▶ [Problem requirements]:
Only one stretch of the listing below is wanted. Begin at the line that has "repository 4276035264bd5246", stop after the line that has "whose admin no longer", and repeat every line in between exactly.
The records below:
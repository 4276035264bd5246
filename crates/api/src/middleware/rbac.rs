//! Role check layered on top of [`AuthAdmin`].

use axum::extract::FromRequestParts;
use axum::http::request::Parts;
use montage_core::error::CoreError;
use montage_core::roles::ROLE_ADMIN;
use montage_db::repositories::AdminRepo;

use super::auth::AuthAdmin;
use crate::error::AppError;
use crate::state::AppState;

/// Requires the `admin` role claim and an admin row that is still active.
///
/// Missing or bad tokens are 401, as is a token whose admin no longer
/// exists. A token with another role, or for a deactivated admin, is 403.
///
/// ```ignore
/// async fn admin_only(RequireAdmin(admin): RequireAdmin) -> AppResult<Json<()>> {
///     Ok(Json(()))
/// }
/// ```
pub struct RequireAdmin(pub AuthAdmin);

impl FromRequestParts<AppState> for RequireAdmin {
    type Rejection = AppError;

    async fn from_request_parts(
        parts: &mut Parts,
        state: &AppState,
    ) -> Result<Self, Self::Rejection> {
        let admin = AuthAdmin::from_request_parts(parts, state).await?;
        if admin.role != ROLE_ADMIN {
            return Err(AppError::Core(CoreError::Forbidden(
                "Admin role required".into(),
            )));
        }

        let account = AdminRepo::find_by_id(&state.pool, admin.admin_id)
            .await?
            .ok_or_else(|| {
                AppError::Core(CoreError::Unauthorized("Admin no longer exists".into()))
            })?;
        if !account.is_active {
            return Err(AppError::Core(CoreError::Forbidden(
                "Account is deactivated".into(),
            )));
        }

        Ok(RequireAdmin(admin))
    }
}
End of The records.
The records below:
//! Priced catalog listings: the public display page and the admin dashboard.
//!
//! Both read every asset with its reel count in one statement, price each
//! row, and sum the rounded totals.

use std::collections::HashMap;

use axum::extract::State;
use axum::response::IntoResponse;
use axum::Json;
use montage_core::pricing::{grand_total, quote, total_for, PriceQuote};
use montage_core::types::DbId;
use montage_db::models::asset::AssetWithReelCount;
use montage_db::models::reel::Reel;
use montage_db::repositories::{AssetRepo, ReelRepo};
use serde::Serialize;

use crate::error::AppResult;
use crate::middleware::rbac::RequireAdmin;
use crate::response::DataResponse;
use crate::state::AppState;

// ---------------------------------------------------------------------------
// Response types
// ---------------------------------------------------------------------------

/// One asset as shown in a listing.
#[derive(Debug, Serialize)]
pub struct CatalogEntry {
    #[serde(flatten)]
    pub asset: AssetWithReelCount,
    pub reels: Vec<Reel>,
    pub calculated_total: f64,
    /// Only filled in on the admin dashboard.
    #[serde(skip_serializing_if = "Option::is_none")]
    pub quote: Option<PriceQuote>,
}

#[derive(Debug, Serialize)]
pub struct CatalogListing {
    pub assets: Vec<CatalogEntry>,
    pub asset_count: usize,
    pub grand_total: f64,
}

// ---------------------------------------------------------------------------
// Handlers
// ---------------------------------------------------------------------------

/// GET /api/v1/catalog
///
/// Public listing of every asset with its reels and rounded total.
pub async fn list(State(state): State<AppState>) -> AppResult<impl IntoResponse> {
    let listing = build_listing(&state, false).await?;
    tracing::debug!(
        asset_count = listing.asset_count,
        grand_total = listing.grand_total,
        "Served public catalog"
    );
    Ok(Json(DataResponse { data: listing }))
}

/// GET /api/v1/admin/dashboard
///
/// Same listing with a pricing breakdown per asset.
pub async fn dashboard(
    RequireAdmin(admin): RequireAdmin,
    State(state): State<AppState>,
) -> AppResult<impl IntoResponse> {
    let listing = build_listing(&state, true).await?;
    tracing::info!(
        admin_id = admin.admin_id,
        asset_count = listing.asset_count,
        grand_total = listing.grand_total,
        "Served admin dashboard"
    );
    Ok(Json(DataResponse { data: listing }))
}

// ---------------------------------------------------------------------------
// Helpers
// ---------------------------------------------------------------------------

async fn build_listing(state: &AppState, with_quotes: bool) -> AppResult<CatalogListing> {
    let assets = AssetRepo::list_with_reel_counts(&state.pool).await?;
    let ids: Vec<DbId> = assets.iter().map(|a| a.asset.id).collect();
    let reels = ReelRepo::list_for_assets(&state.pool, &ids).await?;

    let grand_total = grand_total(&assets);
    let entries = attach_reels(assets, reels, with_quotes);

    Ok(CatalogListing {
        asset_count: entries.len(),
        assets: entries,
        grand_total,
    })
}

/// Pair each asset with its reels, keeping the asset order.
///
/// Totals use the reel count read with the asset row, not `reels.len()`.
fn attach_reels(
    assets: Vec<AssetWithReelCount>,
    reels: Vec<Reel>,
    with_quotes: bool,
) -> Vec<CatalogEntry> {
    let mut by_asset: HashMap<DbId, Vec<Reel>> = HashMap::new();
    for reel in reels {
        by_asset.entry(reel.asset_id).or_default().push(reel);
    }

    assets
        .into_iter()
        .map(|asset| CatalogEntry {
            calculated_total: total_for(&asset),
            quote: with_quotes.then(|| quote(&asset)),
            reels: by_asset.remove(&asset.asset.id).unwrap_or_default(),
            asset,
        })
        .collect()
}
End of The records.
▶ [Solution for this exercise]:
repository 4276035264bd5246
filename crates/api/src/middleware/rbac.rs
//! Role check layered on top of [`AuthAdmin`].

use axum::extract::FromRequestParts;
use axum::http::request::Parts;
use montage_core::error::CoreError;
use montage_core::roles::ROLE_ADMIN;
use montage_db::repositories::AdminRepo;

use super::auth::AuthAdmin;
use crate::error::AppError;
use crate::state::AppState;

/// Requires the `admin` role claim and an admin row that is still active.
///
/// Missing or bad tokens are 401, as is a token whose admin no longer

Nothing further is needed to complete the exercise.